What is expected. Without altering a single character, set down all of the data below.
━━━━━ Available data
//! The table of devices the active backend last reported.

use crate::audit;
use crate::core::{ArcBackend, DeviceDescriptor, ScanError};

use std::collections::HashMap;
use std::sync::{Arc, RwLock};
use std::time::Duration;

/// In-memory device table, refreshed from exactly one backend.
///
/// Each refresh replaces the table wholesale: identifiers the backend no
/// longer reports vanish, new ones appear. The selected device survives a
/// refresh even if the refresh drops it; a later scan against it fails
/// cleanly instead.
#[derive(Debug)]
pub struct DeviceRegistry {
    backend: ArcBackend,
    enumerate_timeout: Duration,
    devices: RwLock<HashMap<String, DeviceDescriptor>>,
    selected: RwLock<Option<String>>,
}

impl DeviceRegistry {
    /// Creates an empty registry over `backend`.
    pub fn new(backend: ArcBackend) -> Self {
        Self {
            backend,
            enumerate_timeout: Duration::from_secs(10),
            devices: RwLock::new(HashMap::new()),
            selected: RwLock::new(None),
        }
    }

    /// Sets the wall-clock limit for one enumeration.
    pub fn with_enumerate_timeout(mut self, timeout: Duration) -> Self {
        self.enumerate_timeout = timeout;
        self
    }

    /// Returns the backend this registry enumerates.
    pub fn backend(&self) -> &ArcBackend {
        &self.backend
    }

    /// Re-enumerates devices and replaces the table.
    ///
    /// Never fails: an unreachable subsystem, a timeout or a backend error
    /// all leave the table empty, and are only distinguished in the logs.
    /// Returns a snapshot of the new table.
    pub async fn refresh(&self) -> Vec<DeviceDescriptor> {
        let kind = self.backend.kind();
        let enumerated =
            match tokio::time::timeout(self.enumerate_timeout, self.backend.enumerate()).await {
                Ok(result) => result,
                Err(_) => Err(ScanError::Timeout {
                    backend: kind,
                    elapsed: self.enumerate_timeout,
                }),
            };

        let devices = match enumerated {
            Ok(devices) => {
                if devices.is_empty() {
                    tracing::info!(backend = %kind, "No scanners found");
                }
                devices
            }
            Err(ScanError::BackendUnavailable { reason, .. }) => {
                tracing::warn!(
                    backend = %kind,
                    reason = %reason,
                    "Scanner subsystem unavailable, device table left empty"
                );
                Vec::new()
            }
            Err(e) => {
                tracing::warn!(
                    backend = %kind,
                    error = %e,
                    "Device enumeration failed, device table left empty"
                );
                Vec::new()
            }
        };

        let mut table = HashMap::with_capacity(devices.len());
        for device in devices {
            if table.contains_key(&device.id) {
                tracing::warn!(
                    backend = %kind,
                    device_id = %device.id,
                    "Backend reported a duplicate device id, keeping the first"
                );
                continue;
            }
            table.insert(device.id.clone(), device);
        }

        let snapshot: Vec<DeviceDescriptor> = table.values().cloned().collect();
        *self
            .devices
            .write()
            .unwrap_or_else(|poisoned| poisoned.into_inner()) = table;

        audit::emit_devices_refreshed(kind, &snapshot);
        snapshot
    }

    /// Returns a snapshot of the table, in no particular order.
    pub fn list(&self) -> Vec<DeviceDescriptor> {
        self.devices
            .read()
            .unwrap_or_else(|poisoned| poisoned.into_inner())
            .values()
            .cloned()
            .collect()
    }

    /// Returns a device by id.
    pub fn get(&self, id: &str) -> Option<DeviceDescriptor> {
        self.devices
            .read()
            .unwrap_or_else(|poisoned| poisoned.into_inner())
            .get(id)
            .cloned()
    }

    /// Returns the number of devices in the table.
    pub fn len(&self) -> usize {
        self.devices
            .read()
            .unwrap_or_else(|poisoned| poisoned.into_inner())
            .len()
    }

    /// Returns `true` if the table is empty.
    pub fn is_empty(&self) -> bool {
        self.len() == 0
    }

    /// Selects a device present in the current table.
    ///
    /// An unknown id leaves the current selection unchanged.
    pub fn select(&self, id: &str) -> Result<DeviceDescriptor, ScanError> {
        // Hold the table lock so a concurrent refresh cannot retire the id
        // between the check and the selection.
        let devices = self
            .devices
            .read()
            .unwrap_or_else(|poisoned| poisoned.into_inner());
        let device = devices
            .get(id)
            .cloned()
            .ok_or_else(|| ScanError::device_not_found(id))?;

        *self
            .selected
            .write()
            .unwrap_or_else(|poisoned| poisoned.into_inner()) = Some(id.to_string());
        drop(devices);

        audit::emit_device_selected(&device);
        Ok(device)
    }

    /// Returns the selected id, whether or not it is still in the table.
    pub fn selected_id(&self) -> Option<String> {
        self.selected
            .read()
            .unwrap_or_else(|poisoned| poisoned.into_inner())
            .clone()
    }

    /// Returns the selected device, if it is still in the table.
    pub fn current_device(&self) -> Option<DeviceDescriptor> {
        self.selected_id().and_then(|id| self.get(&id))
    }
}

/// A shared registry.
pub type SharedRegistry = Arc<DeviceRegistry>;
━━━━━━━━━━
Output for this task.
//! The table of devices the active backend last reported.

use crate::audit;
use crate::core::{ArcBackend, DeviceDescriptor, ScanError};

use std::collections::HashMap;
use std::sync::{Arc, RwLock};
use std::time::Duration;

/// In-memory device table, refreshed from exactly one backend.
///
/// Each refresh replaces the table wholesale: identifiers the backend no
/// longer reports vanish, new ones appear. The selected device survives a
/// refresh even if the refresh drops it; a later scan against it fails
/// cleanly instead.
#[derive(Debug)]
pub struct DeviceRegistry {
    backend: ArcBackend,
    enumerate_timeout: Duration,
    devices: RwLock<HashMap<String, DeviceDescriptor>>,
    selected: RwLock<Option<String>>,
}

impl DeviceRegistry {
    /// Creates an empty registry over `backend`.
    pub fn new(backend: ArcBackend) -> Self {
        Self {
            backend,
            enumerate_timeout: Duration::from_secs(10),
            devices: RwLock::new(HashMap::new()),
            selected: RwLock::new(None),
        }
    }

    /// Sets the wall-clock limit for one enumeration.
    pub fn with_enumerate_timeout(mut self, timeout: Duration) -> Self {
        self.enumerate_timeout = timeout;
        self
    }

    /// Returns the backend this registry enumerates.
    pub fn backend(&self) -> &ArcBackend {
        &self.backend
    }

    /// Re-enumerates devices and replaces the table.
    ///
    /// Never fails: an unreachable subsystem, a timeout or a backend error
    /// all leave the table empty, and are only distinguished in the logs.
    /// Returns a snapshot of the new table.
    pub async fn refresh(&self) -> Vec<DeviceDescriptor> {
        let kind = self.backend.kind();
        let enumerated =
            match tokio::time::timeout(self.enumerate_timeout, self.backend.enumerate()).await {
                Ok(result) => result,
                Err(_) => Err(ScanError::Timeout {
                    backend: kind,
                    elapsed: self.enumerate_timeout,
                }),
            };

        let devices = match enumerated {
            Ok(devices) => {
                if devices.is_empty() {
                    tracing::info!(backend = %kind, "No scanners found");
                }
                devices
            }
            Err(ScanError::BackendUnavailable { reason, .. }) => {
                tracing::warn!(
                    backend = %kind,
                    reason = %reason,
                    "Scanner subsystem unavailable, device table left empty"
                );
                Vec::new()
            }
            Err(e) => {
                tracing::warn!(
                    backend = %kind,
                    error = %e,
                    "Device enumeration failed, device table left empty"
                );
                Vec::new()
            }
        };

        let mut table = HashMap::with_capacity(devices.len());
        for device in devices {
            if table.contains_key(&device.id) {
                tracing::warn!(
                    backend = %kind,
                    device_id = %device.id,
                    "Backend reported a duplicate device id, keeping the first"
                );
                continue;
            }
            table.insert(device.id.clone(), device);
        }

        let snapshot: Vec<DeviceDescriptor> = table.values().cloned().collect();
        *self
            .devices
            .write()
            .unwrap_or_else(|poisoned| poisoned.into_inner()) = table;

        audit::emit_devices_refreshed(kind, &snapshot);
        snapshot
    }

    /// Returns a snapshot of the table, in no particular order.
    pub fn list(&self) -> Vec<DeviceDescriptor> {
        self.devices
            .read()
            .unwrap_or_else(|poisoned| poisoned.into_inner())
            .values()
            .cloned()
            .collect()
    }

    /// Returns a device by id.
    pub fn get(&self, id: &str) -> Option<DeviceDescriptor> {
        self.devices
            .read()
            .unwrap_or_else(|poisoned| poisoned.into_inner())
            .get(id)
            .cloned()
    }

    /// Returns the number of devices in the table.
    pub fn len(&self) -> usize {
        self.devices
            .read()
            .unwrap_or_else(|poisoned| poisoned.into_inner())
            .len()
    }

    /// Returns `true` if the table is empty.
    pub fn is_empty(&self) -> bool {
        self.len() == 0
    }

    /// Selects a device present in the current table.
    ///
    /// An unknown id leaves the current selection unchanged.
    pub fn select(&self, id: &str) -> Result<DeviceDescriptor, ScanError> {
        // Hold the table lock so a concurrent refresh cannot retire the id
        // between the check and the selection.
        let devices = self
            .devices
            .read()
            .unwrap_or_else(|poisoned| poisoned.into_inner());
        let device = devices
            .get(id)
            .cloned()
            .ok_or_else(|| ScanError::device_not_found(id))?;

        *self
            .selected
            .write()
            .unwrap_or_else(|poisoned| poisoned.into_inner()) = Some(id.to_string());
        drop(devices);

        audit::emit_device_selected(&device);
        Ok(device)
    }

    /// Returns the selected id, whether or not it is still in the table.
    pub fn selected_id(&self) -> Option<String> {
        self.selected
            .read()
            .unwrap_or_else(|poisoned| poisoned.into_inner())
            .clone()
    }

    /// Returns the selected device, if it is still in the table.
    pub fn current_device(&self) -> Option<DeviceDescriptor> {
        self.selected_id().and_then(|id| self.get(&id))
    }
}

/// A shared registry.
pub type SharedRegistry = Arc<DeviceRegistry>;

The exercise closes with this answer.